What the task requires -
Everything from the first line of the entries below through the line holding "fields out in" must be printed exactly as written.

───── Input material ─────

// This Source Code Form is subject to the terms of the Mozilla Public
// License, v. 2.0. If a copy of the MPL was not distributed with this
// file, You can obtain one at https://mozilla.org/MPL/2.0/.

#![cfg_attr(all(not(test), not(feature = "std")), no_std)]

//! Wire types for the OEM BIOS update command set exposed by the BMC.
//!
//! Each command is a plain struct implementing [`OemCommand`], which knows its
//! command byte, how to encode its request body, and how to decode (and
//! length-check) the controller's response body. The closed set of commands a
//! transport is able to carry is [`OemRequest`].
//!
//! All multi-byte integers are little-endian. Fixed-size request heads and
//! response bodies are (de)serialized with `hubpack`, which lays fields out in
//! declaration order at their native width; variable-length data (upload
//! chunks, BIOS strings) is carried as trailing bytes.

extern crate alloc;

mod netfn;
mod request;
mod response;

use alloc::vec::Vec;
use core::fmt;
use serde::de::DeserializeOwned;
use serde::Serialize;

pub use hubpack::error::Error as HubpackError;
pub use hubpack::SerializedSize;

pub use netfn::*;
pub use request::*;
pub use response::*;

/// A single OEM command: its identity, request encoding, and response
/// decoding.
pub trait OemCommand: Into<OemRequest> {
    /// Command byte within [`Self::NETFN_LUN`].
    const CODE: u8;

    /// Human-readable name, used in logs and errors.
    const NAME: &'static str;

    /// Network function and LUN the command is routed to.
    const NETFN_LUN: NetFnLun = NetFnLun::OEM;

    /// Shortest response body (completion code already stripped) that
    /// [`Self::decode_response`] accepts.
    const MIN_RESPONSE_LEN: usize;

    type Response;

    /// Append the encoded request body to `out`.
    fn encode_request(&self, out: &mut Vec<u8>);

    /// Decode a response body.
    ///
    /// Fails with [`DecodeError::ResponseTooShort`] if `data` is shorter than
    /// [`Self::MIN_RESPONSE_LEN`]. Bytes beyond what the command needs are
    /// ignored.
    fn decode_response(data: &[u8]) -> Result<Self::Response, DecodeError>;
}

#[derive(Debug, Clone, Copy, PartialEq, Eq)]
pub enum DecodeError {
    /// The response body is shorter than the command requires.
    ResponseTooShort { command: &'static str, expected: usize, got: usize },
    /// `hubpack` rejected a response body of acceptable length.
    Deserialize { command: &'static str, err: HubpackError },
}

impl DecodeError {
    pub fn command(&self) -> &'static str {
        match self {
            Self::ResponseTooShort { command, .. }
            | Self::Deserialize { command, .. } => command,
        }
    }
}

impl fmt::Display for DecodeError {
    fn fmt(&self, f: &mut fmt::Formatter<'_>) -> fmt::Result {
        match self {
            Self::ResponseTooShort { command, expected, got } => write!(
                f,
                "{command} response too short: expected at least {expected} \
                 bytes, got {got}"
            ),
            Self::Deserialize { command, err } => {
                write!(f, "failed to deserialize {command} response: {err:?}")
            }
        }
    }
}

#[cfg(feature = "std")]
impl std::error::Error for DecodeError {}

/// Fail unless `data` holds at least `expected` bytes.
pub(crate) fn check_response_len(
    command: &'static str,
    data: &[u8],
    expected: usize,
) -> Result<(), DecodeError> {
    if data.len() < expected {
        return Err(DecodeError::ResponseTooShort {
            command,
            expected,
            got: data.len(),
        });
    }
    Ok(())
}

/// Serialize a fixed-size value onto the end of `out`.
pub(crate) fn serialize_fixed<T>(out: &mut Vec<u8>, item: &T)
where
    T: Serialize + SerializedSize,
{
    let start = out.len();
    out.resize(start + T::MAX_SIZE, 0);

    // `T::MAX_SIZE` is the serialized size of every type we pass in here
    // (checked statically in `request` and `response`), and the only way
    // `hubpack::serialize` can fail is an undersized buffer; unwrapping is
    // safe.
    let n = hubpack::serialize(&mut out[start..], item).unwrap();
    out.truncate(start + n);
}

/// Length-check and deserialize a fixed-size response body, ignoring any
/// surplus trailing bytes.
pub(crate) fn deserialize_fixed<T>(
    command: &'static str,
    data: &[u8],
) -> Result<T, DecodeError>
where
    T: DeserializeOwned + SerializedSize,
{
    check_response_len(command, data, T::MAX_SIZE)?;
    let (value, _surplus) = hubpack::deserialize::<T>(data)
        .map_err(|err| DecodeError::Deserialize { command, err })?;
    Ok(value)
}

─────

Your response -
// This Source Code Form is subject to the terms of the Mozilla Public
// License, v. 2.0. If a copy of the MPL was not distributed with this
// file, You can obtain one at https://mozilla.org/MPL/2.0/.

#![cfg_attr(all(not(test), not(feature = "std")), no_std)]

//! Wire types for the OEM BIOS update command set exposed by the BMC.
//!
//! Each command is a plain struct implementing [`OemCommand`], which knows its
//! command byte, how to encode its request body, and how to decode (and
//! length-check) the controller's response body. The closed set of commands a
//! transport is able to carry is [`OemRequest`].
//!
//! All multi-byte integers are little-endian. Fixed-size request heads and
//! response bodies are (de)serialized with `hubpack`, which lays fields out in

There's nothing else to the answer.